# Force iPad to download Smart Previews?



## stevevp (Jan 21, 2018)

Operating System:
Exact Lightroom Version (Help menu > System Info):
I need to show some photos on my iPad, synced from Lightroom Classic to CC, where I will not have an internet connection. Can I force my iPad to download the smart previews in a particular synced collection in advance. rather than on the fly as seems to be the norm?


----------



## Johan Elzenga (Jan 21, 2018)

Select an album, tap on the three dots and mark it for offline editing (it's now called 'Enable Store Locally'). That will download the smart previews to the device.


----------



## stevevp (Jan 21, 2018)

Thanks Johan. I was clicking on the wrong three dots!


----------



## frankklaver (Dec 28, 2018)

Searching everywhere. Finally the answer I was looking for. Thank you, you made a believer out of me.


----------



## Victoria Bampton (Dec 30, 2018)

frankklaver said:


> Searching everywhere. Finally the answer I was looking for. Thank you, you made a believer out of me.

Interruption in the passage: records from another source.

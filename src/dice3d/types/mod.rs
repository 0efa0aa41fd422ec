//! Type definitions for the physical die roller
//!
//! This module is organized into submodules:
//! - `dice` - The die, its face table, roll state, history and messages
//! - `settings` - Live-editable throw and ground parameters
//! - `camera` - Camera marker and trailing constants
//! - `ui` - Control panel and status components

pub mod camera;
pub mod dice;
pub mod settings;
pub mod ui;

// Re-export all public types for convenient access
pub use camera::*;
pub use dice::*;
pub use settings::*;
pub use ui::*;
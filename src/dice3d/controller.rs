//! Roll/settle state machine
//!
//! `RollController` knows nothing about ECS or Rapier: `trigger` decides the
//! throw and `settle` decides when the throw is over. The systems in
//! `systems::dice` apply those decisions to the die entity.

use std::f32::consts::TAU;

use bevy::prelude::*;
use rand::rngs::StdRng;
use rand::{Rng, SeedableRng};

use crate::dice3d::face::resolve_face;
use crate::dice3d::types::{DiceParams, RollState, SETTLE_THRESHOLD, SPAWN_POINT};

/// Torque components are `(u - 0.5) * TORQUE_SCALE * rotation_speed`.
pub const TORQUE_SCALE: f32 = 5.0;

/// Everything a throw does to the die body.
#[derive(Clone, Copy, Debug, PartialEq)]
pub struct ThrowPlan {
    pub position: Vec3,
    pub rotation: Quat,
    /// Applied once at the center of mass.
    pub impulse: Vec3,
    /// Acts for a single physics step.
    pub torque: Vec3,
}

impl ThrowPlan {
    /// Spawn point, random orientation, random impulse and torque.
    ///
    /// The orientation composes three independent uniform angles as XYZ
    /// Euler angles, which is not uniform over all rotations.
    pub fn random<R: Rng + ?Sized>(params: &DiceParams, rng: &mut R) -> Self {
        let rotation = Quat::from_euler(
            EulerRot::XYZ,
            rng.gen_range(0.0..TAU),
            rng.gen_range(0.0..TAU),
            rng.gen_range(0.0..TAU),
        );

        let force = params.throw_force;
        let impulse = Vec3::new(
            (rng.gen::<f32>() * 2.0 - 1.0) * force,
            force,
            (rng.gen::<f32>() * 2.0 - 1.0) * force,
        );

        let spin = TORQUE_SCALE * params.rotation_speed;
        let torque = Vec3::new(
            (rng.gen::<f32>() - 0.5) * spin,
            (rng.gen::<f32>() - 0.5) * spin,
            (rng.gen::<f32>() - 0.5) * spin,
        );

        Self {
            position: SPAWN_POINT,
            rotation,
            impulse,
            torque,
        }
    }
}

/// True when both speeds are under the settle threshold.
pub fn is_settled(linvel: Vec3, angvel: Vec3) -> bool {
    linvel.length() < SETTLE_THRESHOLD && angvel.length() < SETTLE_THRESHOLD
}

/// Owns the roll state. At most one roll is in flight.
#[derive(Resource, Debug, Default)]
pub struct RollController {
    state: RollState,
}

impl RollController {
    pub fn state(&self) -> RollState {
        self.state
    }

    pub fn is_rolling(&self) -> bool {
        self.state == RollState::Rolling
    }

    /// Start a roll. Returns `None` and changes nothing while rolling.
    pub fn trigger<R: Rng + ?Sized>(
        &mut self,
        params: &DiceParams,
        rng: &mut R,
    ) -> Option<ThrowPlan> {
        if self.is_rolling() {
            return None;
        }
        self.state = RollState::Rolling;
        Some(ThrowPlan::random(params, rng))
    }

    /// Feed one frame's body state. Returns the top face on the frame the
    /// roll settles, `None` otherwise (including every frame while idle).
    pub fn settle(&mut self, linvel: Vec3, angvel: Vec3, rotation: Quat) -> Option<u32> {
        if !self.is_rolling() || !is_settled(linvel, angvel) {
            return None;
        }
        self.state = RollState::Idle;
        Some(resolve_face(rotation))
    }
}

/// Source of randomness for throws. Seedable so tests are reproducible.
#[derive(Resource)]
pub struct RollRng(pub StdRng);

impl RollRng {
    pub fn seeded(seed: u64) -> Self {
        Self(StdRng::seed_from_u64(seed))
    }
}

impl Default for RollRng {
    fn default() -> Self {
        Self(StdRng::from_entropy())
    }
}

#[cfg(test)]
mod tests {
    use super::*;

    #[test]
    fn test_trigger_is_guarded_while_rolling() {
        let mut controller = RollController::default();
        let mut rng = StdRng::seed_from_u64(7);
        let params = DiceParams::default();

        assert!(controller.trigger(&params, &mut rng).is_some());
        assert_eq!(controller.state(), RollState::Rolling);

        for _ in 0..5 {
            assert!(controller.trigger(&params, &mut rng).is_none());
            assert_eq!(controller.state(), RollState::Rolling);
        }
    }

    #[test]
    fn test_throw_plan_ranges() {
        let mut rng = StdRng::seed_from_u64(42);
        let params = DiceParams {
            throw_force: 3.0,
            rotation_speed: 2.0,
            ..Default::default()
        };

        for _ in 0..200 {
            let plan = ThrowPlan::random(&params, &mut rng);
            assert_eq!(plan.position, SPAWN_POINT);
            assert!(plan.rotation.is_normalized());
            assert_eq!(plan.impulse.y, 3.0);
            assert!(plan.impulse.x.abs() <= 3.0);
            assert!(plan.impulse.z.abs() <= 3.0);
            let half_spin = TORQUE_SCALE * 2.0 / 2.0;
            assert!(plan.torque.abs().max_element() <= half_spin);
        }
    }

    #[test]
    fn test_settle_requires_both_speeds() {
        let mut controller = RollController::default();
        let mut rng = StdRng::seed_from_u64(1);
        controller.trigger(&DiceParams::default(), &mut rng);

        let slow = Vec3::splat(0.01);
        let fast = Vec3::new(0.5, 0.0, 0.0);
        assert_eq!(controller.settle(fast, slow, Quat::IDENTITY), None);
        assert_eq!(controller.settle(slow, fast, Quat::IDENTITY), None);
        assert!(controller.is_rolling());

        assert_eq!(controller.settle(slow, slow, Quat::IDENTITY), Some(2));
        assert_eq!(controller.state(), RollState::Idle);

        // Already idle: nothing more to report.
        assert_eq!(controller.settle(slow, slow, Quat::IDENTITY), None);
    }

    #[test]
    fn test_threshold_is_strict() {
        assert!(!is_settled(Vec3::new(SETTLE_THRESHOLD, 0.0, 0.0), Vec3::ZERO));
        assert!(is_settled(Vec3::new(0.099, 0.0, 0.0), Vec3::new(0.0, 0.0, 0.099)));
    }

    #[test]
    fn test_seeded_rng_repeats() {
        let params = DiceParams::default();
        let a = ThrowPlan::random(&params, &mut RollRng::seeded(3).0);
        let b = ThrowPlan::random(&params, &mut RollRng::seeded(3).0);
        assert_eq!(a, b);
    }
}
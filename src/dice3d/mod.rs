pub mod controller;
pub mod face;
pub mod plugin;
pub mod session;
pub mod systems;
pub mod textures;
pub mod types;
pub mod world;

pub use controller::*;
pub use face::*;
pub use plugin::*;
pub use session::*;
pub use systems::*;
pub use textures::*;
pub use types::*;
pub use world::*;
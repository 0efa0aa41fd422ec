// Hide console window on Windows for release builds (GUI app).
#![cfg_attr(all(windows, not(debug_assertions)), windows_subsystem = "windows")]

use bevy::prelude::*;
use bevy_material_ui::prelude::*;

use physical_die::dice3d::{DiceParams, DieRollerPlugin, PARAMS_ENV_VAR};

fn primary_window() -> Window {
    #[cfg(target_arch = "wasm32")]
    {
        Window {
            title: "Physical Die Roller".to_string(),
            canvas: Some("#bg".to_string()),
            fit_canvas_to_parent: true,
            prevent_default_event_handling: false,
            ..default()
        }
    }
    #[cfg(not(target_arch = "wasm32"))]
    {
        Window {
            title: "Physical Die Roller".to_string(),
            resolution: (1280u32, 720u32).into(),
            ..default()
        }
    }
}

fn main() {
    #[cfg(target_arch = "wasm32")]
    console_error_panic_hook::set_once();

    // Logging is not up yet; report a bad override once the app runs.
    let (params, params_error) = match DiceParams::from_env() {
        Ok(params) => (params, None),
        Err(err) => (DiceParams::default(), Some(err)),
    };

    App::new()
        .add_plugins(
            DefaultPlugins
                .set(WindowPlugin {
                    primary_window: Some(primary_window()),
                    ..default()
                })
                .set(bevy::log::LogPlugin {
                    level: bevy::log::Level::INFO,
                    // Keep app logs at info, but silence bevy_material_ui scroll spam.
                    filter: "info,wgpu=error,naga=warn,bevy_material_ui=warn,bevy_material_ui::scroll=off"
                        .to_string(),
                    ..default()
                }),
        )
        .add_plugins(MaterialUiPlugin)
        .insert_resource(params)
        .add_plugins(DieRollerPlugin)
        .add_systems(Startup, move || {
            if let Some(err) = &params_error {
                warn!("Ignoring {}: {}", PARAMS_ENV_VAR, err);
            }
        })
        .run();
}
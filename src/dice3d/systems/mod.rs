//! Systems module for the die roller
//!
//! This module contains all the Bevy systems, organized into submodules by
//! functionality:
//!
//! - `setup`: Scene initialization (camera, lights, ground, walls, die)
//! - `dice`: Throwing on request and publishing settled results
//! - `camera`: Trailing camera and viewport resize
//! - `input`: Pointer and keyboard input
//! - `ground`: Ground texture regeneration
//! - `ui`: Control panel, status line and history
//! - `color_picker`: HSV picker for the ground colors

mod camera;
pub mod color_picker;
mod dice;
pub mod ground;
mod input;
mod setup;
mod ui;

// Re-export all public systems
pub use camera::{apply_viewport_resize, follow_die, handle_window_resize, trail_camera};
pub use color_picker::{
    handle_color_picker_interactions, handle_color_swatch_clicks, setup_color_wheel_texture,
    spawn_color_picker_ui, update_color_picker_preview, ColorPickerState,
};
pub use dice::{check_die_settled, handle_roll_requests, request_initial_roll};
pub use ground::{apply_ground_appearance, build_ground_image, GroundAppearance};
pub use input::{handle_keyboard_input, handle_pointer_input};
pub use setup::{get_label_rotation, setup};
pub use ui::{
    handle_param_sliders, handle_roll_button, setup_ui, sync_history, sync_param_texts,
    sync_status_text,
};
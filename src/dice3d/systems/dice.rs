//! Throw and settle systems
//!
//! This module applies the controller's decisions to the die entity:
//! throwing on request and publishing the result once the die is at rest.

use bevy::prelude::*;
use bevy_rapier3d::prelude::*;

use crate::dice3d::controller::{RollController, RollRng};
use crate::dice3d::session::FIXED_DT;
use crate::dice3d::types::*;

/// Consume roll requests and throw the die.
///
/// Requests that arrive while a roll is in flight are dropped by the
/// controller without touching the body.
pub fn handle_roll_requests(
    mut requests: MessageReader<RollRequested>,
    mut controller: ResMut<RollController>,
    mut rng: ResMut<RollRng>,
    params: Res<DiceParams>,
    mut status: ResMut<StatusMessage>,
    mut die_query: Query<(&mut Transform, &mut ExternalImpulse), With<Die>>,
) {
    for _ in requests.read() {
        let Ok((mut transform, mut external)) = die_query.single_mut() else {
            warn!("Roll requested but there is no die");
            return;
        };

        let Some(plan) = controller.trigger(&params, &mut rng.0) else {
            debug!("Roll already in flight, ignoring request");
            continue;
        };

        transform.translation = plan.position;
        transform.rotation = plan.rotation;
        external.impulse += plan.impulse;
        // The torque acts for exactly one step, which is an impulse of torque * dt.
        external.torque_impulse += plan.torque * FIXED_DT;

        *status = StatusMessage::Rolling;
        info!(
            "Throwing die: impulse {:.2}, torque {:.2}",
            plan.impulse, plan.torque
        );
    }
}

/// Watch the die while rolling and publish the top face once it is at rest.
pub fn check_die_settled(
    mut controller: ResMut<RollController>,
    mut history: ResMut<RollHistory>,
    mut status: ResMut<StatusMessage>,
    mut completed: MessageWriter<RollCompleted>,
    die_query: Query<(&Velocity, &Transform), With<Die>>,
) {
    if !controller.is_rolling() {
        return;
    }
    let Ok((velocity, transform)) = die_query.single() else {
        return;
    };

    if let Some(value) = controller.settle(velocity.linvel, velocity.angvel, transform.rotation)
    {
        history.record(value);
        *status = StatusMessage::TapToRollAgain;
        completed.write(RollCompleted { value });
        info!("Die settled showing {}", value);
    }
}

/// Throw once at startup so the scene opens with a roll.
pub fn request_initial_roll(mut requests: MessageWriter<RollRequested>) {
    requests.write(RollRequested);
}
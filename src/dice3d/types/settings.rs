//! Live-editable roll and ground parameters
//!
//! The control panel's sliders and color picker write `DiceParams` through
//! `set_value` / `set_color` and then emit `ParamsChanged`; the systems that
//! care (ground texture) react to it. Throw parameters are read at trigger
//! time.

use bevy::prelude::*;
use serde::{Deserialize, Serialize};

use crate::dice3d::textures::parse_color;

/// Environment variable holding a RON `DiceParams` document (native only).
pub const PARAMS_ENV_VAR: &str = "DIE_ROLLER_PARAMS";

/// Which parameter a control edits.
#[derive(Clone, Copy, Debug, PartialEq, Eq, Hash)]
pub enum ParamField {
    SquareSize,
    Color1,
    Color2,
    RotationSpeed,
    ThrowForce,
}

impl ParamField {
    pub fn label(&self) -> &'static str {
        match self {
            ParamField::SquareSize => "Square Size",
            ParamField::Color1 => "Color 1",
            ParamField::Color2 => "Color 2",
            ParamField::RotationSpeed => "Rotation Speed",
            ParamField::ThrowForce => "Throw Force",
        }
    }

    /// Ground fields require the checkerboard texture to be regenerated.
    pub fn affects_ground(&self) -> bool {
        matches!(
            self,
            ParamField::SquareSize | ParamField::Color1 | ParamField::Color2
        )
    }
}

/// Emitted by the presentation layer after it changed a parameter.
#[derive(Message, Clone, Copy, Debug)]
pub struct ParamsChanged {
    pub field: ParamField,
}

#[derive(Resource, Debug, Clone, PartialEq, Serialize, Deserialize)]
#[serde(default)]
pub struct DiceParams {
    /// Checkerboard square size in texels of the 256x256 ground texture.
    pub square_size: u32,
    pub color1: String,
    pub color2: String,
    /// Multiplier on the random torque applied at throw time.
    pub rotation_speed: f32,
    /// Multiplier on the random impulse applied at throw time.
    pub throw_force: f32,
}

impl Default for DiceParams {
    fn default() -> Self {
        Self {
            square_size: 128,
            color1: String::from("#444444"),
            color2: String::from("#888888"),
            rotation_speed: 1.0,
            throw_force: 1.0,
        }
    }
}

impl DiceParams {
    pub const SQUARE_SIZE_MIN: u32 = 8;
    pub const SQUARE_SIZE_MAX: u32 = 256;
    pub const SQUARE_SIZE_STEP: u32 = 1;

    pub const ROTATION_SPEED_MIN: f32 = 0.01;
    pub const ROTATION_SPEED_MAX: f32 = 5.0;
    pub const ROTATION_SPEED_STEP: f32 = 0.01;

    pub const THROW_FORCE_MIN: f32 = 0.1;
    pub const THROW_FORCE_MAX: f32 = 10.0;
    pub const THROW_FORCE_STEP: f32 = 0.1;

    /// Pull every numeric field back inside its bounds.
    pub fn clamped(mut self) -> Self {
        self.square_size = self
            .square_size
            .clamp(Self::SQUARE_SIZE_MIN, Self::SQUARE_SIZE_MAX);
        self.rotation_speed = clamp_finite(
            self.rotation_speed,
            Self::ROTATION_SPEED_MIN,
            Self::ROTATION_SPEED_MAX,
        );
        self.throw_force =
            clamp_finite(self.throw_force, Self::THROW_FORCE_MIN, Self::THROW_FORCE_MAX);
        self
    }

    pub fn from_ron(source: &str) -> Result<Self, String> {
        let params: DiceParams =
            ron::from_str(source).map_err(|e| format!("Invalid dice parameters: {}", e))?;
        Ok(params.clamped())
    }

    /// Parameters from `DIE_ROLLER_PARAMS`, or the defaults when it is unset.
    pub fn from_env() -> Result<Self, String> {
        match std::env::var(PARAMS_ENV_VAR) {
            Ok(source) => Self::from_ron(&source),
            Err(_) => Ok(Self::default()),
        }
    }

    /// Slider bounds and step of a numeric field, `None` for colors.
    pub fn slider_range(field: ParamField) -> Option<(f32, f32, f32)> {
        match field {
            ParamField::SquareSize => Some((
                Self::SQUARE_SIZE_MIN as f32,
                Self::SQUARE_SIZE_MAX as f32,
                Self::SQUARE_SIZE_STEP as f32,
            )),
            ParamField::RotationSpeed => Some((
                Self::ROTATION_SPEED_MIN,
                Self::ROTATION_SPEED_MAX,
                Self::ROTATION_SPEED_STEP,
            )),
            ParamField::ThrowForce => Some((
                Self::THROW_FORCE_MIN,
                Self::THROW_FORCE_MAX,
                Self::THROW_FORCE_STEP,
            )),
            ParamField::Color1 | ParamField::Color2 => None,
        }
    }

    pub fn numeric_value(&self, field: ParamField) -> Option<f32> {
        match field {
            ParamField::SquareSize => Some(self.square_size as f32),
            ParamField::RotationSpeed => Some(self.rotation_speed),
            ParamField::ThrowForce => Some(self.throw_force),
            ParamField::Color1 | ParamField::Color2 => None,
        }
    }

    /// Set a numeric field from a slider position, snapped to its step and
    /// clamped to its bounds. Returns whether the stored value changed.
    pub fn set_value(&mut self, field: ParamField, value: f32) -> bool {
        let Some((min, max, step)) = Self::slider_range(field) else {
            return false;
        };
        let snapped = snap_to_step(value, step, min, max);
        match field {
            ParamField::SquareSize => {
                let size = snapped.round() as u32;
                let changed = size != self.square_size;
                self.square_size = size;
                changed
            }
            ParamField::RotationSpeed => replace_f32(&mut self.rotation_speed, snapped),
            ParamField::ThrowForce => replace_f32(&mut self.throw_force, snapped),
            ParamField::Color1 | ParamField::Color2 => false,
        }
    }

    pub fn color(&self, field: ParamField) -> Option<&str> {
        match field {
            ParamField::Color1 => Some(&self.color1),
            ParamField::Color2 => Some(&self.color2),
            _ => None,
        }
    }

    /// Set a ground color from any CSS color string. The stored value is
    /// normalized to `#rrggbb`. Returns whether the stored value changed.
    pub fn set_color(&mut self, field: ParamField, color: &str) -> Result<bool, String> {
        let [r, g, b, _] = parse_color(color)?;
        let hex = format!("#{:02x}{:02x}{:02x}", r, g, b);
        let slot = match field {
            ParamField::Color1 => &mut self.color1,
            ParamField::Color2 => &mut self.color2,
            other => return Err(format!("{} is not a color", other.label())),
        };
        let changed = !slot.eq_ignore_ascii_case(&hex);
        *slot = hex;
        Ok(changed)
    }

    /// Display text for one field.
    pub fn display(&self, field: ParamField) -> String {
        match field {
            ParamField::SquareSize => self.square_size.to_string(),
            ParamField::Color1 => self.color1.clone(),
            ParamField::Color2 => self.color2.clone(),
            ParamField::RotationSpeed => format!("{:.2}", self.rotation_speed),
            ParamField::ThrowForce => format!("{:.1}", self.throw_force),
        }
    }
}

fn clamp_finite(value: f32, min: f32, max: f32) -> f32 {
    if value.is_finite() {
        value.clamp(min, max)
    } else {
        min
    }
}

/// Round to the nearest multiple of `step`, clamp.
fn snap_to_step(value: f32, step: f32, min: f32, max: f32) -> f32 {
    clamp_finite((value / step).round() * step, min, max)
}

fn replace_f32(slot: &mut f32, value: f32) -> bool {
    let changed = (*slot - value).abs() > f32::EPSILON;
    *slot = value;
    changed
}
/*!
 * Process Module
 * Process handles, their lifecycle and the work they carry
 */

pub mod handle;
pub mod job;
pub mod payload;
pub mod state;
pub mod timing;
pub mod types;

// Re-export for convenience
pub use handle::{ProcessBuilder, ProcessHandle, StopHook};
pub use job::{JobBinding, JobDriver, JobToken, JobWork, ThreadJobDriver};
pub use payload::{Callback, Payload, PayloadKind, PayloadProfile, Poll, Task, Tick};
pub use state::{AtomicState, ProcessState};
pub use timing::{ContextTiming, TimingTable};
pub use types::{ProcessFlags, ProcessInfo, StopReason};

pub(crate) use handle::{HandleCore, Leave};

Welcome to the forum Frank. Glad we could help. Make yourself at home!


----------



## mikebore (Jan 1, 2019)

An extension to this idea is to create an album called "All Photos" and click the store locally option for that. I have 75,000 photos and the smart previews use about 120GB. If you make this All Photos album the auto-import album it will stay up to date.

Learned that tip on this great forum.


----------